■ **YOUR GOAL**:
From the line with "pub async fn refresh_swarm_for(&self, account_key: &str)" through the line with "if let Some(cached)", inclusive, return each line of the data below exactly and leave the rest out.

### AVAILABLE RECORDS ###

use crate::error::CoreError;
use crate::store::{ConversationStore, ItemStore, StoredItem};
use async_trait::async_trait;
use futures::future::{BoxFuture, FutureExt, Shared};
use rand::seq::SliceRandom;
use serde::{Deserialize, Serialize};
use std::collections::{HashMap, HashSet};
use std::fmt::{Display, Formatter};
use std::sync::Arc;
use tokio::sync::Mutex;

#[derive(Clone, Debug, PartialEq, Eq, Hash, Serialize, Deserialize)]
pub struct StorageNode {
    pub address: String,
    pub port: u16,
}

impl StorageNode {
    pub fn new(address: impl Into<String>, port: u16) -> Self {
        Self {
            address: address.into(),
            port,
        }
    }
}

impl Display for StorageNode {
    fn fmt(&self, f: &mut Formatter<'_>) -> std::fmt::Result {
        write!(f, "{}:{}", self.address, self.port)
    }
}

#[derive(Clone, Debug, PartialEq, Eq)]
pub struct SeedNode {
    pub url: String,
    pub port: u16,
}

/// One node of our own swarm, with what we last pulled from it.
#[derive(Clone, Debug, PartialEq, Eq)]
pub struct OurSwarmNode {
    pub node: StorageNode,
    pub last_synced_hash: Option<String>,
    pub last_known_port: u16,
}

#[derive(Clone, Debug, Serialize, Deserialize, PartialEq, Eq)]
struct LastHashRecord {
    hash: String,
    expires_at: u64,
}

#[async_trait]
pub trait SnodeRpc: Send + Sync {
    /// Fetches up to `limit` random service nodes from the seed directory.
    async fn get_n_service_nodes(
        &self,
        seed: &SeedNode,
        limit: usize,
    ) -> Result<Vec<StorageNode>, CoreError>;
    /// Asks `node` which storage nodes are responsible for `pubkey`.
    async fn get_snodes_for_pubkey(
        &self,
        node: &StorageNode,
        pubkey: &str,
    ) -> Result<Vec<StorageNode>, CoreError>;
}

type SwarmLookup = Shared<BoxFuture<'static, Result<Vec<StorageNode>, CoreError>>>;

/// Process-scoped swarm state: the random node pool, our swarm, contact
/// swarms and the in-flight lookups. Cheap to clone; clones share state.
#[derive(Clone)]
pub struct SwarmDirectory {
    rpc: Arc<dyn SnodeRpc>,
    items: Arc<dyn ItemStore>,
    conversations: Arc<dyn ConversationStore>,
    our_key: String,
    seed: SeedNode,
    seed_limit: usize,
    minimum_swarm_nodes: usize,
    pool: Arc<Mutex<Vec<StorageNode>>>,
    our_swarm: Arc<Mutex<HashMap<StorageNode, OurSwarmNode>>>,
    contact_swarms: Arc<Mutex<HashMap<String, Vec<StorageNode>>>>,
    pending: Arc<Mutex<HashMap<String, SwarmLookup>>>,
}

impl SwarmDirectory {
    pub fn new(
        rpc: Arc<dyn SnodeRpc>,
        items: Arc<dyn ItemStore>,
        conversations: Arc<dyn ConversationStore>,
        our_key: String,
        seed: SeedNode,
        seed_limit: usize,
        minimum_swarm_nodes: usize,
    ) -> Self {
        Self {
            rpc,
            items,
            conversations,
            our_key,
            seed,
            seed_limit,
            minimum_swarm_nodes,
            pool: Arc::new(Mutex::new(Vec::new())),
            our_swarm: Arc::new(Mutex::new(HashMap::new())),
            contact_swarms: Arc::new(Mutex::new(HashMap::new())),
            pending: Arc::new(Mutex::new(HashMap::new())),
        }
    }

    pub fn our_key(&self) -> &str {
        &self.our_key
    }

    /// Drops every cached assignment and in-flight lookup.
    pub async fn shutdown(&self) {
        self.pool.lock().await.clear();
        self.our_swarm.lock().await.clear();
        self.contact_swarms.lock().await.clear();
        self.pending.lock().await.clear();
    }

    pub async fn random_storage_node(&self) -> Result<StorageNode, CoreError> {
        let mut pool = self.pool.lock().await;
        if pool.is_empty() {
            *pool = self.fetch_pool().await?;
        }
        pool.choose(&mut rand::thread_rng())
            .cloned()
            .ok_or_else(|| CoreError::DirectoryUnavailable("empty pool".to_string()))
    }

    /// Replaces the pool with a fresh seed response. A failed refresh leaves
    /// the current pool untouched.
    pub async fn refresh_pool(&self) -> Result<usize, CoreError> {
        let fresh = self.fetch_pool().await?;
        let mut pool = self.pool.lock().await;
        *pool = fresh;
        Ok(pool.len())
    }

    pub async fn pool_len(&self) -> usize {
        self.pool.lock().await.len()
    }

    async fn fetch_pool(&self) -> Result<Vec<StorageNode>, CoreError> {
        let nodes = self
            .rpc
            .get_n_service_nodes(&self.seed, self.seed_limit)
            .await
            .map_err(|e| match e {
                CoreError::DirectoryUnavailable(reason) => CoreError::DirectoryUnavailable(reason),
                other => CoreError::DirectoryUnavailable(other.to_string()),
            })?;
        if nodes.is_empty() {
            return Err(CoreError::DirectoryUnavailable("seed returned no nodes".to_string()));
        }
        log::info!("random snode pool refreshed with {} nodes", nodes.len());
        Ok(nodes)
    }

    async fn evict_from_pool(&self, node: &StorageNode) {
        let mut pool = self.pool.lock().await;
        pool.retain(|n| n != node);
    }

    /// Swarm of any account. Our own swarm comes from the long-lived cache,
    /// anyone else's is a fresh coalesced lookup.
    pub async fn swarm_for(&self, account_key: &str) -> Result<Vec<StorageNode>, CoreError> {
        if account_key == self.our_key {
            let ours = self.our_swarm().await?;
            return Ok(ours.into_iter().map(|n| n.node).collect());
        }
        self.fresh_swarm_for(account_key).await
    }

    pub async fn our_swarm(&self) -> Result<Vec<OurSwarmNode>, CoreError> {
        let cached = self.cached_our_swarm().await;
        if cached.len() >= self.minimum_swarm_nodes.max(1) {
            return Ok(cached);
        }
        let nodes = self.fresh_swarm_for(&self.our_key.clone()).await?;
        self.replace_our_swarm(nodes).await?;
        Ok(self.cached_our_swarm().await)
    }

    pub async fn cached_our_swarm(&self) -> Vec<OurSwarmNode> {
        let guard = self.our_swarm.lock().await;
        let mut nodes: Vec<OurSwarmNode> = guard.values().cloned().collect();
        nodes.sort_by(|a, b| a.node.address.cmp(&b.node.address));
        nodes
    }

    async fn replace_our_swarm(&self, nodes: Vec<StorageNode>) -> Result<(), CoreError> {
        let mut fresh = HashMap::new();
        for node in nodes {
            let last_synced_hash = self.load_last_hash(&node).await?;
            fresh.insert(
                node.clone(),
                OurSwarmNode {
                    last_known_port: node.port,
                    node,
                    last_synced_hash,
                },
            );
        }
        *self.our_swarm.lock().await = fresh;
        Ok(())
    }

    /// One network lookup per key at a time; concurrent callers share it.
    pub async fn fresh_swarm_for(&self, account_key: &str) -> Result<Vec<StorageNode>, CoreError> {
        let lookup = {
            let mut pending = self.pending.lock().await;
            match pending.get(account_key) {
                Some(existing) => existing.clone(),
                None => {
                    let this = self.clone();
                    let key = account_key.to_string();
                    let shared = async move {
                        let result = this.lookup_swarm(&key).await;
                        this.pending.lock().await.remove(&key);
                        result
                    }
                    .boxed()
                    .shared();
                    pending.insert(account_key.to_string(), shared.clone());
                    shared
                }
            }
        };
        lookup.await
    }

    async fn lookup_swarm(&self, account_key: &str) -> Result<Vec<StorageNode>, CoreError> {
        let node = self.random_storage_node().await?;
        match self.rpc.get_snodes_for_pubkey(&node, account_key).await {
            Ok(nodes) => {
                log::debug!("swarm for {} has {} nodes", account_key, nodes.len());
                Ok(nodes)
            }
            Err(e) => {
                log::warn!("swarm lookup for {} via {} failed: {}", account_key, node, e);
                self.evict_from_pool(&node).await;
                Err(CoreError::SwarmLookupFailed(format!("{}: {}", account_key, e)))
            }
        }
    }

    /// Fresh lookup of a contact's swarm, written to the contact cache and to
    /// the contact's persisted list.
    pub async fn refresh_swarm_for(&self, account_key: &str) -> Result<Vec<StorageNode>, CoreError> {
        let nodes = self.fresh_swarm_for(account_key).await?;
        self.update_contact_swarm(account_key, nodes.clone()).await?;
        Ok(nodes)
    }

    pub async fn update_contact_swarm(
        &self,
        account_key: &str,
        nodes: Vec<StorageNode>,
    ) -> Result<(), CoreError> {
        let mut convo = self
            .conversations
            .get(account_key)
            .await?
            .ok_or(CoreError::NotFound)?;
        convo.swarm_nodes = nodes.clone();
        self.conversations.commit(&convo).await?;
        self.contact_swarms
            .lock()
            .await
            .insert(account_key.to_string(), nodes);
        Ok(())
    }

    pub async fn cached_contact_swarm(&self, account_key: &str) -> Option<Vec<StorageNode>> {
        self.contact_swarms.lock().await.get(account_key).cloned()
    }

    pub async fn persisted_swarm_for(
        &self,
        account_key: &str,
    ) -> Result<Vec<StorageNode>, CoreError> {
        let convo = self
            .conversations
            .get(account_key)
            .await?
            .ok_or(CoreError::NotFound)?;
        Ok(convo.swarm_nodes)
    }

    pub async fn mark_unreachable(
        &self,
        account_key: &str,
        node: &StorageNode,
    ) -> Result<(), CoreError> {
        if account_key == self.our_key {
            self.our_swarm.lock().await.remove(node);
            log::info!("dropped unreachable node {} from our swarm", node);
            return Ok(());
        }
        if let Some(cached) = self.contact_swarms.lock().await.get_mut(account_key) {
            cached.retain(|n| n != node);
        }
        let Some(mut convo) = self.conversations.get(account_key).await? else {
            return Ok(());
        };
        if convo.swarm_nodes.contains(node) {
            convo.swarm_nodes.retain(|n| n != node);
            self.conversations.commit(&convo).await?;
            log::info!("dropped unreachable node {} from swarm of {}", node, account_key);
        }
        Ok(())
    }

    /// Remembers the newest hash pulled from one of our swarm nodes. Nodes
    /// outside the cached swarm are ignored.
    pub async fn record_last_synced_hash(
        &self,
        node: &StorageNode,
        hash: &str,
        expires_at: u64,
    ) -> Result<(), CoreError> {
        if !self.our_swarm.lock().await.contains_key(node) {
            return Ok(());
        }
        let record = LastHashRecord {
            hash: hash.to_string(),
            expires_at,
        };
        self.items
            .set_item(StoredItem {
                id: last_hash_key(node),
                value: serde_json::to_value(&record).map_err(|_| CoreError::Storage)?,
                timestamp: Some(expires_at),
            })
            .await?;
        if let Some(entry) = self.our_swarm.lock().await.get_mut(node) {
            entry.last_synced_hash = Some(record.hash);
        }
        Ok(())
    }

    async fn load_last_hash(&self, node: &StorageNode) -> Result<Option<String>, CoreError> {
        let item = self.items.get_item(&last_hash_key(node)).await?;
        Ok(item
            .and_then(|i| serde_json::from_value::<LastHashRecord>(i.value).ok())
            .map(|r| r.hash))
    }
}

fn last_hash_key(node: &StorageNode) -> String {
    format!("lastHash:{}", node.address)
}

/// Account keys whose swarms are currently polled.
#[derive(Clone, Default)]
pub struct SubscriptionRegistry {
    keys: Arc<Mutex<HashSet<String>>>,
}

impl SubscriptionRegistry {
    pub fn new() -> Self {
        Self::default()
    }

    pub async fn add_pubkey(&self, key: &str) {
        self.keys.lock().await.insert(key.to_string());
    }

    pub async fn remove_pubkey(&self, key: &str) {
        self.keys.lock().await.remove(key);
    }

    pub async fn is_polled(&self, key: &str) -> bool {
        self.keys.lock().await.contains(key)
    }

    pub async fn polled(&self) -> Vec<String> {
        let mut keys: Vec<String> = self.keys.lock().await.iter().cloned().collect();
        keys.sort();
        keys
    }
}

###

■ **WRITTEN SOLUTION**:
    pub async fn refresh_swarm_for(&self, account_key: &str) -> Result<Vec<StorageNode>, CoreError> {
        let nodes = self.fresh_swarm_for(account_key).await?;
        self.update_contact_swarm(account_key, nodes.clone()).await?;
        Ok(nodes)
    }

    pub async fn update_contact_swarm(
        &self,
        account_key: &str,
        nodes: Vec<StorageNode>,
    ) -> Result<(), CoreError> {
        let mut convo = self
            .conversations
            .get(account_key)
            .await?
            .ok_or(CoreError::NotFound)?;
        convo.swarm_nodes = nodes.clone();
        self.conversations.commit(&convo).await?;
        self.contact_swarms
            .lock()
            .await
            .insert(account_key.to_string(), nodes);
        Ok(())
    }

    pub async fn cached_contact_swarm(&self, account_key: &str) -> Option<Vec<StorageNode>> {
        self.contact_swarms.lock().await.get(account_key).cloned()
    }

    pub async fn persisted_swarm_for(
        &self,
        account_key: &str,
    ) -> Result<Vec<StorageNode>, CoreError> {
        let convo = self
            .conversations
            .get(account_key)
            .await?
            .ok_or(CoreError::NotFound)?;
        Ok(convo.swarm_nodes)
    }

    pub async fn mark_unreachable(
        &self,
        account_key: &str,
        node: &StorageNode,
    ) -> Result<(), CoreError> {
        if account_key == self.our_key {
            self.our_swarm.lock().await.remove(node);
            log::info!("dropped unreachable node {} from our swarm", node);
            return Ok(());
        }
        if let Some(cached) = self.contact_swarms.lock().await.get_mut(account_key) {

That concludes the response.